AIM OF THE EXERCISE: In the data below, locate each line with the word "display" and list it.

<<<<

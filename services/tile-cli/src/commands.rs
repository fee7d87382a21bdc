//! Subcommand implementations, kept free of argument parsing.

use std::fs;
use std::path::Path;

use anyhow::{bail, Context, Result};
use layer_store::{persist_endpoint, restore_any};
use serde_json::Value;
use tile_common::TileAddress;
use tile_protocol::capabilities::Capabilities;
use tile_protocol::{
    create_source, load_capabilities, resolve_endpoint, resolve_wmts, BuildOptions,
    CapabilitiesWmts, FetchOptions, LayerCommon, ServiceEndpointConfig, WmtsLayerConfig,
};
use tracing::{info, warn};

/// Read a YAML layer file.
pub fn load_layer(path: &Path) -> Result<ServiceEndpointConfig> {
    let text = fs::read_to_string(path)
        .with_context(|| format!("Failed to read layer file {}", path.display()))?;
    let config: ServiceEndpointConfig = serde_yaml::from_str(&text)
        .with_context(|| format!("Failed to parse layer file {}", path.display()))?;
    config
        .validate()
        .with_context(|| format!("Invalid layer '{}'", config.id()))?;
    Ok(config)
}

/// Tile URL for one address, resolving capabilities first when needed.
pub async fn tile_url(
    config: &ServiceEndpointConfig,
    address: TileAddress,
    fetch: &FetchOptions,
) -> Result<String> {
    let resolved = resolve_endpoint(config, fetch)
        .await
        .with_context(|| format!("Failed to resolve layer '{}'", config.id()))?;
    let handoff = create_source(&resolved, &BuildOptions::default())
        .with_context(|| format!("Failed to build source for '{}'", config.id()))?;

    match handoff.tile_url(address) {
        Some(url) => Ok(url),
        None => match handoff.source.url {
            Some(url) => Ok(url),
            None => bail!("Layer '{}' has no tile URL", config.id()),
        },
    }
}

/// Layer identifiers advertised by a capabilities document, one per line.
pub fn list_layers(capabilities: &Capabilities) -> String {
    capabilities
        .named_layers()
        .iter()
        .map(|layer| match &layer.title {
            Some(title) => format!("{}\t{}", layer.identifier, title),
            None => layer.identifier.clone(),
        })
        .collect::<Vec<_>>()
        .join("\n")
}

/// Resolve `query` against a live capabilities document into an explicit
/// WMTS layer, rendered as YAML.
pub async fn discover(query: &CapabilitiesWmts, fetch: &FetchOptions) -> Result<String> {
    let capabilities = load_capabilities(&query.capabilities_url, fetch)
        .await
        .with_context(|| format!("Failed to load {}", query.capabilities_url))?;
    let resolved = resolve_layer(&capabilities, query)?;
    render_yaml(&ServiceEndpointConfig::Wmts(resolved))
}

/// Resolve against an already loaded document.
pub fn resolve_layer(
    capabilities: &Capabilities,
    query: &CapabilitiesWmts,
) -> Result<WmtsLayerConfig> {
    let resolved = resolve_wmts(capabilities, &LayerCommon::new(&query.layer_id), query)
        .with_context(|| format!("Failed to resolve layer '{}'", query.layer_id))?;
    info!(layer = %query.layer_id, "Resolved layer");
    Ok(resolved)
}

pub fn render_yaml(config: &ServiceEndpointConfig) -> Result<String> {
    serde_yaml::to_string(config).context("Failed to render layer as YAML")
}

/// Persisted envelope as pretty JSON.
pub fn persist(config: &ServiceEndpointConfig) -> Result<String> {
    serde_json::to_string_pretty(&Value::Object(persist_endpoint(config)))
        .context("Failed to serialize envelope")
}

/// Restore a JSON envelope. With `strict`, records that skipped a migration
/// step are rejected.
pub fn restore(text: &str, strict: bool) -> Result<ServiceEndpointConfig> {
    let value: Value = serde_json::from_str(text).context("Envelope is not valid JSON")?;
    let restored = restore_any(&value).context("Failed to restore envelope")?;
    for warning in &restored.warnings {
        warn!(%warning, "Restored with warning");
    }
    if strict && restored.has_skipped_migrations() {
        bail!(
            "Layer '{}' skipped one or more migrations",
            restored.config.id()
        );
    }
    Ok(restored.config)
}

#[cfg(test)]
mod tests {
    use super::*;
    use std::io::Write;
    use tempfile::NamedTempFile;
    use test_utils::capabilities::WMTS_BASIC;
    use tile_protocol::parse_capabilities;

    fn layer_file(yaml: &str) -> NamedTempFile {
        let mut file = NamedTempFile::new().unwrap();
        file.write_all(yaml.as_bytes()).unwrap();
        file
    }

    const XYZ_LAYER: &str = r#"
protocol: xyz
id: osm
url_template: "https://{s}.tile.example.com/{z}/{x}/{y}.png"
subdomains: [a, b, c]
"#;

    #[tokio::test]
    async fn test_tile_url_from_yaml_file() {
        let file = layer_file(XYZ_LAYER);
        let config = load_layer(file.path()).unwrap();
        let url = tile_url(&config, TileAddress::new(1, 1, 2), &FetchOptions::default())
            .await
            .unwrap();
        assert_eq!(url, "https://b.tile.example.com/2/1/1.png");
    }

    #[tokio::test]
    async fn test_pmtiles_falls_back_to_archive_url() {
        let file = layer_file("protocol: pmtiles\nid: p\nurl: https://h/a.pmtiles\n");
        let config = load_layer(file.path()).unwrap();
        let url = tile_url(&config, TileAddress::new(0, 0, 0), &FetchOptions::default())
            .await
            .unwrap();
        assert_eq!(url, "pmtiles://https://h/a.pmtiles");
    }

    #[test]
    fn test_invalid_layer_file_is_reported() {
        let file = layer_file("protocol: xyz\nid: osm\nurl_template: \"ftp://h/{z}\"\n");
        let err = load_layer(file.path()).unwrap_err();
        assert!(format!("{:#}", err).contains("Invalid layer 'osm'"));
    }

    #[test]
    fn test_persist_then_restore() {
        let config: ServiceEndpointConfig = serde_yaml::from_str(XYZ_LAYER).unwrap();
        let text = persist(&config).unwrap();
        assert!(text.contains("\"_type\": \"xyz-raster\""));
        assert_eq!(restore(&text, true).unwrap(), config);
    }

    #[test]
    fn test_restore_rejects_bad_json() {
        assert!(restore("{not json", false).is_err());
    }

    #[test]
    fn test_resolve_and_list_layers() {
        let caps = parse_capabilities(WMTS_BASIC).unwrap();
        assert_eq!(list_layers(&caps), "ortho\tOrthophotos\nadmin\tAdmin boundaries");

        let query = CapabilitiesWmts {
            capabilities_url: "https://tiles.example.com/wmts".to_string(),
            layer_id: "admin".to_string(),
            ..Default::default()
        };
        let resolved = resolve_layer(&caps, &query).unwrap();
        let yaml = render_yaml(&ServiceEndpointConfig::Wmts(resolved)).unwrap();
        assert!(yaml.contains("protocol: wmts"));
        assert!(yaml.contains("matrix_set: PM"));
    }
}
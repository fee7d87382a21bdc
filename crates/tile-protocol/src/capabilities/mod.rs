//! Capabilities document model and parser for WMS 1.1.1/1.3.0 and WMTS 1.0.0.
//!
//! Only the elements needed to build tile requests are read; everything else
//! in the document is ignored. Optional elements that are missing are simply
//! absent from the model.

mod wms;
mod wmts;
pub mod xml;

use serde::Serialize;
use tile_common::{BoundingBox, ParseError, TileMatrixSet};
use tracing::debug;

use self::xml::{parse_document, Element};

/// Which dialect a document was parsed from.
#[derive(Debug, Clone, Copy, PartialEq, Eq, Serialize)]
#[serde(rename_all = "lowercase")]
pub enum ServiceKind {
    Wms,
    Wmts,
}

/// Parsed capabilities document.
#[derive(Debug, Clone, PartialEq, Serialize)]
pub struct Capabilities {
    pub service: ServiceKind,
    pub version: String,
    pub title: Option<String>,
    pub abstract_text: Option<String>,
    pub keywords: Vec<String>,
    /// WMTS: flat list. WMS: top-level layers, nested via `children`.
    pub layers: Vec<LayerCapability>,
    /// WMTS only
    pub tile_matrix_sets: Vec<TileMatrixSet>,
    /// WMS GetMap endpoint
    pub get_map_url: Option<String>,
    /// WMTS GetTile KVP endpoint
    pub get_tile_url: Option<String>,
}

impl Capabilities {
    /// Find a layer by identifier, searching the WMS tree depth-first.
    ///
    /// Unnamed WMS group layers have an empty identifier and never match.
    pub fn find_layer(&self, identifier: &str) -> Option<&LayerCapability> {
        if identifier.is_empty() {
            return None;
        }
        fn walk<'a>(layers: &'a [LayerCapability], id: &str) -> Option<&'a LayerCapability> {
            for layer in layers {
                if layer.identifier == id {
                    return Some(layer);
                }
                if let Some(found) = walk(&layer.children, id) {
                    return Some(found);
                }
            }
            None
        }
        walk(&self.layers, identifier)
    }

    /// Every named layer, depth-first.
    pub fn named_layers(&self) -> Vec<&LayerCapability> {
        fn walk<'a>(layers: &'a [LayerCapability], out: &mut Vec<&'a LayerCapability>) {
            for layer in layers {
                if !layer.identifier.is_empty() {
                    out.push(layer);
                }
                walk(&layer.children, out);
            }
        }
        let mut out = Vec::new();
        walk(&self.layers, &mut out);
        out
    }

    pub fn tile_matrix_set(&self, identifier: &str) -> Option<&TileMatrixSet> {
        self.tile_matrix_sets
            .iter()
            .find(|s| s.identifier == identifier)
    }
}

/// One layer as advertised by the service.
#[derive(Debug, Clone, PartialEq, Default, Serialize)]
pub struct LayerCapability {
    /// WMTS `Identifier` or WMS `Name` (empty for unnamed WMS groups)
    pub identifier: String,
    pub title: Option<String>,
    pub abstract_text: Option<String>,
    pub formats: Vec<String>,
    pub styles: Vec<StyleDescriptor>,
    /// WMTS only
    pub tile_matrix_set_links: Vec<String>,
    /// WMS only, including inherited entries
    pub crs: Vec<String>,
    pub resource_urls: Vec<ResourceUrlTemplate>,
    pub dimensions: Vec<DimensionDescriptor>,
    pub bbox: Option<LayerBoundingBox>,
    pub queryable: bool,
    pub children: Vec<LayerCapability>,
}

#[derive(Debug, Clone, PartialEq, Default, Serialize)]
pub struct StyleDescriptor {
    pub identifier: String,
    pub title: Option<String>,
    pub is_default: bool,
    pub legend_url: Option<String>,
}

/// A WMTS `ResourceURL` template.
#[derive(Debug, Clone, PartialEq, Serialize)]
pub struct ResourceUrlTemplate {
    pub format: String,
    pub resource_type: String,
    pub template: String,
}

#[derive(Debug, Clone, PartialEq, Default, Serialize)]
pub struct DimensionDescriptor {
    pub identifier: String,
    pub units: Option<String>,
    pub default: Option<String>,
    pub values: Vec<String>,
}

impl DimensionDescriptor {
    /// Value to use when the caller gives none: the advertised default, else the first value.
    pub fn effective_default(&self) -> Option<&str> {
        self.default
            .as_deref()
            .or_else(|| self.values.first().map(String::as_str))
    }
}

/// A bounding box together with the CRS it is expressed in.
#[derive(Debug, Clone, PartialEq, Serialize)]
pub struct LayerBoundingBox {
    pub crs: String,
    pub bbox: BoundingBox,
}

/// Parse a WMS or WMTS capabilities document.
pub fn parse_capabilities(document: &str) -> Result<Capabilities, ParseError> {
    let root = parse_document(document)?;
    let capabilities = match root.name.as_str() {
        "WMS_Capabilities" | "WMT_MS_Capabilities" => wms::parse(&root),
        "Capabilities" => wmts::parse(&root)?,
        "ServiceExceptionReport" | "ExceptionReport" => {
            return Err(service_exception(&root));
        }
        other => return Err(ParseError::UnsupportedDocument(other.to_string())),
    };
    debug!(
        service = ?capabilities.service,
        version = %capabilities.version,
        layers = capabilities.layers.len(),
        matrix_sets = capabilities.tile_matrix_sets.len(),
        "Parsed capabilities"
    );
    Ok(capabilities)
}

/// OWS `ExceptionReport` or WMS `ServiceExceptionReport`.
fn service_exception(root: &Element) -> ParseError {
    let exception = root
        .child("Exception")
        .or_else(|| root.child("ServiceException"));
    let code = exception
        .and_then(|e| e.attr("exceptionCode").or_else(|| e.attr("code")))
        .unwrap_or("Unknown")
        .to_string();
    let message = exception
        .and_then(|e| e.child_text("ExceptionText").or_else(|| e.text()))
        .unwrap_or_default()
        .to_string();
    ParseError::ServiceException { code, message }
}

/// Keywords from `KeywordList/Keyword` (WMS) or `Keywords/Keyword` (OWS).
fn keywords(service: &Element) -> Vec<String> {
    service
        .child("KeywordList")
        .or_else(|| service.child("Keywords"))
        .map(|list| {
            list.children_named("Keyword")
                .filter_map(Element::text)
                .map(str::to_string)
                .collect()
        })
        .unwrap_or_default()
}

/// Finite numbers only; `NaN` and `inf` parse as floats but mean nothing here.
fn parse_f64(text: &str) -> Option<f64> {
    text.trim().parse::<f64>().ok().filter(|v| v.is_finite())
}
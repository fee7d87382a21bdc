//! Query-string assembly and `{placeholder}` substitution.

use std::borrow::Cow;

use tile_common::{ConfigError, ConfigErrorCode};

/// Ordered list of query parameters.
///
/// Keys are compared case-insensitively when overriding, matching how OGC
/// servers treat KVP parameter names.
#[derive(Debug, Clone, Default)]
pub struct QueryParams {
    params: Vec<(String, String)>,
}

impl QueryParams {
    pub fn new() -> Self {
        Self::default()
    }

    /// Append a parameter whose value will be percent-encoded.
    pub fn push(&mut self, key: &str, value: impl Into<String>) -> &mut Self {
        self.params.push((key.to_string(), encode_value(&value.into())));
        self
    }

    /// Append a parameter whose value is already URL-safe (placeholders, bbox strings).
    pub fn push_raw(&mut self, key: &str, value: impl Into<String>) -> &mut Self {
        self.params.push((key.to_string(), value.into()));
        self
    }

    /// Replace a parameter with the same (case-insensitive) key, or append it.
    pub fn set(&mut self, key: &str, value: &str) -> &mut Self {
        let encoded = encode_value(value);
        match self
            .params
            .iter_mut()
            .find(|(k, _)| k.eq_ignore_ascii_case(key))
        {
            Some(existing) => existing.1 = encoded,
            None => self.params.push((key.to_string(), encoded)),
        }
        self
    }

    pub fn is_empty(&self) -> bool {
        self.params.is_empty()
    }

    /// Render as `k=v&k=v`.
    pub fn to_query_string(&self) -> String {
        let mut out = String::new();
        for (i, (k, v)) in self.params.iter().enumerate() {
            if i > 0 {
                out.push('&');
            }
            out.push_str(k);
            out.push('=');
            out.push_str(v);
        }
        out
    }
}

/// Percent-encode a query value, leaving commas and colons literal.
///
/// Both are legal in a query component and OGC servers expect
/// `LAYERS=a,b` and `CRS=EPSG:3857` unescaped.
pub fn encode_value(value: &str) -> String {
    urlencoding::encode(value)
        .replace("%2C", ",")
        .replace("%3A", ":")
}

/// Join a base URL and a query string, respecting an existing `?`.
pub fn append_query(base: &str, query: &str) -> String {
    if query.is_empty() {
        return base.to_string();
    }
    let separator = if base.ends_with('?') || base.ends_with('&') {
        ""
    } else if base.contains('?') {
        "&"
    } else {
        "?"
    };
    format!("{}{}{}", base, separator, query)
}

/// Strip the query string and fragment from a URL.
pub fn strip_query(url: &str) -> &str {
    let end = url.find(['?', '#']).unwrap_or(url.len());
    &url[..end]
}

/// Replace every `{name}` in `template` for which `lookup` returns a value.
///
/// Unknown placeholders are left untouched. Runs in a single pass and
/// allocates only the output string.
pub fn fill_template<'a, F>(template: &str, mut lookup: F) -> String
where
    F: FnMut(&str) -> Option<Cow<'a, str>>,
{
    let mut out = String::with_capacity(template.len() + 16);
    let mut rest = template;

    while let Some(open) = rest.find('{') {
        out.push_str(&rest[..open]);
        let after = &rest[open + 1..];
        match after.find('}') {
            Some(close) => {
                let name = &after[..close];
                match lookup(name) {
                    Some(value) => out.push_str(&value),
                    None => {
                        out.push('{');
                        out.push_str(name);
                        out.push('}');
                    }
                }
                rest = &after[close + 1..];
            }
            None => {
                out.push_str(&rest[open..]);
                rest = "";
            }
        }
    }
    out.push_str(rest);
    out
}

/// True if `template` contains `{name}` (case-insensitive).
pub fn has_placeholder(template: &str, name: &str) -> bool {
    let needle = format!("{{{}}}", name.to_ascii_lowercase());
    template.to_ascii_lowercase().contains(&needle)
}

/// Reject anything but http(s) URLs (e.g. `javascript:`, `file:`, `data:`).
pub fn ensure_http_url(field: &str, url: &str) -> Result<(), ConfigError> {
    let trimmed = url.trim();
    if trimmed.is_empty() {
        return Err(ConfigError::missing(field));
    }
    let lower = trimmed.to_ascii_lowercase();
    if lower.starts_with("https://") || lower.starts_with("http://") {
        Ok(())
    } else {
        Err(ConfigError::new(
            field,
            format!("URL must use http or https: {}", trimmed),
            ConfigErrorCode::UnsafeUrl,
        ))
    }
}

>>>>

COMPLETED EXERCISE:
        .with_context(|| format!("Failed to read layer file {}", path.display()))?;
        .with_context(|| format!("Failed to parse layer file {}", path.display()))?;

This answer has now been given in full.